Sometimes, this works. Stories become more interesting and less slanted, or the journalist just decides the breakthrough wasn’t all that and the story is killed. Without embargoes, allegedly, no-one would take the time to get it right. In medicine, too, there was the idea that doctors should be able to get the research paper by the time their patients saw the headlines.
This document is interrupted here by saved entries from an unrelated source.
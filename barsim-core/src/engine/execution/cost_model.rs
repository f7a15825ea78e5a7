//! Slippage model.
//!
//! Slippage is directional: buyers pay more, sellers receive less.

use crate::domain::OrderSide;

/// Fixed basis-point slippage applied adversely to every fill.
#[derive(Debug, Clone, Copy, PartialEq)]
pub struct CostModel {
    pub slippage_bps: f64,
}

impl CostModel {
    pub fn new(slippage_bps: f64) -> Self {
        Self { slippage_bps }
    }

    pub fn frictionless() -> Self {
        Self::new(0.0)
    }

    /// Apply slippage to a raw fill price.
    ///
    /// Returns `(slipped_price, slippage_dollar_amount)`.
    pub fn apply_slippage(&self, raw_price: f64, side: OrderSide, quantity: u64) -> (f64, f64) {
        if self.slippage_bps == 0.0 {
            return (raw_price, 0.0);
        }
        let slip_fraction = self.slippage_bps / 10_000.0;
        let slipped = match side {
            OrderSide::Buy => raw_price * (1.0 + slip_fraction),
            OrderSide::Sell => raw_price * (1.0 - slip_fraction),
        };
        let amount = (slipped - raw_price).abs() * quantity as f64;
        (slipped, amount)
    }
}

impl Default for CostModel {
    fn default() -> Self {
        Self::frictionless()
    }
}

#[cfg(test)]
mod tests {
    use super::*;

    #[test]
    fn frictionless_returns_raw_price() {
        let cost = CostModel::frictionless();
        assert_eq!(cost.apply_slippage(100.0, OrderSide::Buy, 50), (100.0, 0.0));
    }

    #[test]
    fn buy_slippage_increases_price() {
        let cost = CostModel::new(10.0); // 10 bps
        let (price, slip) = cost.apply_slippage(100.0, OrderSide::Buy, 100);
        // 100 * (1 + 10/10000) = 100.10
        assert!((price - 100.10).abs() < 1e-10);
        assert!((slip - 10.0).abs() < 1e-8); // 0.10 * 100 shares
    }

    #[test]
    fn sell_slippage_decreases_price() {
        let cost = CostModel::new(10.0);
        let (price, slip) = cost.apply_slippage(100.0, OrderSide::Sell, 100);
        assert!((price - 99.90).abs() < 1e-10);
        assert!((slip - 10.0).abs() < 1e-8);
    }
}
//! Backtest runner: wires config, data, strategy, simulation and metrics.
//!
//! Two entry points:
//! - `run_single_backtest()`: loads data per the config, then runs. Used by the CLI.
//! - `run_backtest_from_data()`: takes pre-loaded bars. No I/O.

use std::path::{Path, PathBuf};

use serde::{Deserialize, Serialize};
use thiserror::Error;
use tracing::info;

use barsim_core::engine::{RunCounters, SimulationError};
use barsim_core::{run_simulation, RunResult};

use crate::config::{BacktestConfig, ConfigError, RunId};
use crate::data_loader::{load_bars, LoadError, LoadedData};
use crate::export::{save_run, ExportError};
use crate::metrics::PerformanceMetrics;
use crate::strategies::build_strategy;

/// Errors from the runner.
#[derive(Debug, Error)]
pub enum RunError {
    #[error("config error: {0}")]
    Config(#[from] ConfigError),
    #[error("data error: {0}")]
    Data(#[from] LoadError),
    #[error("simulation error: {0}")]
    Simulation(#[from] SimulationError),
    #[error("export error: {0}")]
    Export(#[from] ExportError),
}

/// Everything kept in `params.json` so a saved run can be traced back to its inputs.
#[derive(Debug, Clone, PartialEq, Serialize, Deserialize)]
pub struct RunParams {
    pub run_id: RunId,
    pub config: BacktestConfig,
    pub dataset_hash: String,
    pub synthetic: bool,
    pub counters: RunCounters,
}

/// A finished run plus its derived metrics.
#[derive(Debug)]
pub struct BacktestOutcome {
    pub params: RunParams,
    pub result: RunResult,
    pub metrics: PerformanceMetrics,
}

impl BacktestOutcome {
    /// Write the run under `<output_dir>/<name>_<short run id>/`.
    pub fn save(&self, output_dir: &Path) -> Result<PathBuf, RunError> {
        let name = self.params.config.run_dir_name()?;
        Ok(save_run(output_dir, &name, &self.result, &self.params, &self.metrics)?)
    }
}

/// Load bars per the config and run to completion.
pub fn run_single_backtest(config: &BacktestConfig) -> Result<BacktestOutcome, RunError> {
    config.validate()?;
    let loaded = load_bars(config)?;
    run_backtest_from_data(config, loaded)
}

/// Run with pre-loaded bars.
pub fn run_backtest_from_data(
    config: &BacktestConfig,
    loaded: LoadedData,
) -> Result<BacktestOutcome, RunError> {
    config.validate()?;
    let run_id = config.run_id()?;
    info!(name = %config.name, run_id = %&run_id[..12], "starting run");

    let strategy = build_strategy(&config.strategy);
    let result = run_simulation(&config.simulation, loaded.symbols, loaded.bars, strategy)?;
    let metrics = PerformanceMetrics::from_result(&result);

    info!(
        final_equity = result.final_equity(),
        total_return = metrics.total_return,
        trades = metrics.trade_count,
        "run complete"
    );

    Ok(BacktestOutcome {
        params: RunParams {
            run_id,
            config: config.clone(),
            dataset_hash: loaded.dataset_hash,
            synthetic: loaded.synthetic,
            counters: result.counters,
        },
        result,
        metrics,
    })
}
On the other hand, embargoes feed into the idea that science stories are Breaking News that must be posted Right Now — that all published science is true (or important) for fifteen minutes. Ivan Oransky (who runs the Embargo Watch blog) argued recently at Vox that embargoes are no longer worthwhile; there’s also a rebuttal posted at Embargo Watch.
The Listerine/gonorrhea story, though, wasn’t new. Major outlets such as Teen Vogue and the BBC covered it in August(probably from a conference presentation). There are no details in the new Herald story that weren’t in the August stories. It’s hard to see how anyone gains from the embargo here — except perhaps as a way of synchronising a wave of publicity.
Thomas Lumley (@tslumley) is Professor of Biostatistics at the University of Auckland. His research interests include semiparametric models, survey sampling, statistical computing, foundations of statistics, and whatever methodological problems his medical collaborators come up with. He also blogs at Biased and Inefficient See all posts by Thomas Lumley »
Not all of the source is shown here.